■ **Problem to solve**:
Below are some entries. Work out how many of their lines hold the word "remove", and write that number alone.

□ □ □ □

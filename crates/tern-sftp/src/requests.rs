//! Request ID allocation and dispatch
//!
//! Every SFTP request carries a 32-bit ID so responses can be matched
//! to outstanding operations in any order. IDs are allocated
//! first-fit-lowest from 256 upward: the live-ID vector is kept
//! sorted, so the length of its dense prefix (`ids[i] == i + 256`) can
//! be found by binary search, and the first free ID sits just past it.

use std::collections::HashMap;

/// IDs below this are never allocated, keeping them clear of any
/// values a confused server might fabricate.
pub const REQUEST_ID_OFFSET: u32 = 256;

/// An outstanding request's ID.
#[derive(Debug, Clone, Copy, PartialEq, Eq, Hash)]
pub struct RequestHandle(u32);

impl RequestHandle {
    pub fn id(&self) -> u32 {
        self.0
    }
}

#[derive(Debug, Default)]
struct RequestState {
    registered: bool,
    userdata: Option<u64>,
}

/// The registry of outstanding requests.
#[derive(Debug, Default)]
pub struct RequestSet {
    /// Sorted vector of live IDs; the index is the order statistic.
    ids: Vec<u32>,
    states: HashMap<u32, RequestState>,
}

impl RequestSet {
    pub fn new() -> Self {
        Self::default()
    }

    pub fn len(&self) -> usize {
        self.ids.len()
    }

    pub fn is_empty(&self) -> bool {
        self.ids.is_empty()
    }

    /// Allocate the lowest unused ID at or above the offset.
    pub fn alloc(&mut self) -> RequestHandle {
        // The predicate "entry i is part of the dense initial run" is
        // monotone over the sorted vector, so binary search finds the
        // run's length.
        let (mut lo, mut hi) = (0usize, self.ids.len());
        while lo < hi {
            let mid = (lo + hi) / 2;
            if self.ids[mid] == mid as u32 + REQUEST_ID_OFFSET {
                lo = mid + 1;
            } else {
                hi = mid;
            }
        }
        let id = lo as u32 + REQUEST_ID_OFFSET;
        self.ids.insert(lo, id);
        self.states.insert(id, RequestState::default());
        RequestHandle(id)
    }

    /// Make the request visible to [`find`](Self::find). A response
    /// for an unregistered ID is treated as a protocol error.
    pub fn register(&mut self, req: RequestHandle) {
        if let Some(state) = self.states.get_mut(&req.0) {
            state.registered = true;
        }
    }

    /// Attach an opaque tag, used by the transfer engine to link a
    /// request to its in-flight queue node.
    pub fn set_userdata(&mut self, req: RequestHandle, userdata: u64) {
        if let Some(state) = self.states.get_mut(&req.0) {
            state.userdata = Some(userdata);
        }
    }

    /// Claim the request matching a response ID, removing it from the
    /// registry. `None` for unknown or unregistered IDs.
    pub fn find(&mut self, id: u32) -> Option<(RequestHandle, Option<u64>)> {
        let registered = self.states.get(&id).is_some_and(|s| s.registered);
        if !registered {
            return None;
        }
        let state = self.states.remove(&id)?;
        if let Ok(pos) = self.ids.binary_search(&id) {
            self.ids.remove(pos);
        }
        Some((RequestHandle(id), state.userdata))
    }

    /// Drop every outstanding request.
    pub fn cleanup(&mut self) {
        self.ids.clear();
        self.states.clear();
    }
}

#[cfg(test)]
mod tests {
    use super::*;

    #[test]
    fn test_first_fit_allocation_order() {
        let mut set = RequestSet::new();
        assert_eq!(set.alloc().id(), 256);
        assert_eq!(set.alloc().id(), 257);
        assert_eq!(set.alloc().id(), 258);

        set.register(RequestHandle(257));
        assert!(set.find(257).is_some());

        assert_eq!(set.alloc().id(), 257);
        assert_eq!(set.alloc().id(), 259);
    }

    #[test]
    fn test_dense_run_of_allocations() {
        let mut set = RequestSet::new();
        for i in 0..100 {
            assert_eq!(set.alloc().id(), 256 + i);
        }
        assert_eq!(set.len(), 100);
    }

    #[test]
    fn test_freed_id_is_reused_first() {
        let mut set = RequestSet::new();
        let handles: Vec<_> = (0..10).map(|_| set.alloc()).collect();
        for h in &handles {
            set.register(*h);
        }
        assert!(set.find(260).is_some());
        assert!(set.find(263).is_some());
        assert_eq!(set.alloc().id(), 260);
        assert_eq!(set.alloc().id(), 263);
        assert_eq!(set.alloc().id(), 266);
    }

    #[test]
    fn test_unregistered_requests_are_not_found() {
        let mut set = RequestSet::new();
        let req = set.alloc();
        assert!(set.find(req.id()).is_none());
        set.register(req);
        assert!(set.find(req.id()).is_some());
        // Claimed exactly once.
        assert!(set.find(req.id()).is_none());
    }

    #[test]
    fn test_userdata_round_trip() {
        let mut set = RequestSet::new();
        let req = set.alloc();
        set.register(req);
        set.set_userdata(req, 42);
        let (found, userdata) = set.find(req.id()).unwrap();
        assert_eq!(found, req);
        assert_eq!(userdata, Some(42));
    }
}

□ □ □ □

■ **Response area**:
2